• **REQUIRED ACTION**:
Repeat exactly the lines from the first line of the records through the line containing "sub)) => commands::debts::handle(&mut", and nothing more.

**** SUPPLIED MATERIAL

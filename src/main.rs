// Copyright (c) 2025 Soumyadip Sarkar.
// All rights reserved.
//
// This source code is licensed under the license found in the
// LICENSE file in the root directory of this source tree.

use std::path::Path;
use std::process::ExitCode;

use anyhow::Result;

use balancebook::service::FinanceService;
use balancebook::store::SqliteStore;
use balancebook::{cli, commands, db, utils};

fn run(matches: &clap::ArgMatches) -> Result<()> {
    let explicit = matches.get_one::<String>("db").map(Path::new);
    let path = db::db_path(explicit)?;
    let conn = db::open_or_init(&path)?;
    let mut svc = FinanceService::new(SqliteStore::new(conn));

    match matches.subcommand() {
        Some(("init", _)) => {
            println!("Database initialized at {}", path.display());
        }
        Some(("tx", sub)) => commands::transactions::handle(&mut svc, sub)?,
        Some(("debt", sub)) => commands::debts::handle(&mut svc, sub)?,
        Some(("balance", sub)) => commands::balance::handle(&svc, sub)?,
        Some(("calendar", sub)) => commands::calendar::handle(&svc, sub)?,
        Some(("export", sub)) => commands::exporter::handle(&svc, sub)?,
        Some(("config", sub)) => commands::config::handle(&mut svc, sub)?,
        Some(("doctor", _)) => commands::doctor::handle(&svc)?,
        _ => {
            cli::build_cli().print_help()?;
            println!();
        }
    }
    Ok(())
}

fn main() -> ExitCode {
    utils::init_tracing();
    let matches = cli::build_cli().get_matches();

    match run(&matches) {
        Ok(()) => ExitCode::SUCCESS,
        Err(err) => {
            tracing::debug!(error = %format!("{:#}", err), "command failed");
            eprintln!("error: {:#}", err);
            ExitCode::FAILURE
        }
    }
}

********

• **SOLUTION TO THE PROBLEM**:
filename src/main.rs
// Copyright (c) 2025 Soumyadip Sarkar.
// All rights reserved.
//
// This source code is licensed under the license found in the
// LICENSE file in the root directory of this source tree.

use std::path::Path;
use std::process::ExitCode;

use anyhow::Result;

use balancebook::service::FinanceService;
use balancebook::store::SqliteStore;
use balancebook::{cli, commands, db, utils};

fn run(matches: &clap::ArgMatches) -> Result<()> {
    let explicit = matches.get_one::<String>("db").map(Path::new);
    let path = db::db_path(explicit)?;
    let conn = db::open_or_init(&path)?;
    let mut svc = FinanceService::new(SqliteStore::new(conn));

    match matches.subcommand() {
        Some(("init", _)) => {
            println!("Database initialized at {}", path.display());
        }
        Some(("tx", sub)) => commands::transactions::handle(&mut svc, sub)?,
        Some(("debt", sub)) => commands::debts::handle(&mut svc, sub)?,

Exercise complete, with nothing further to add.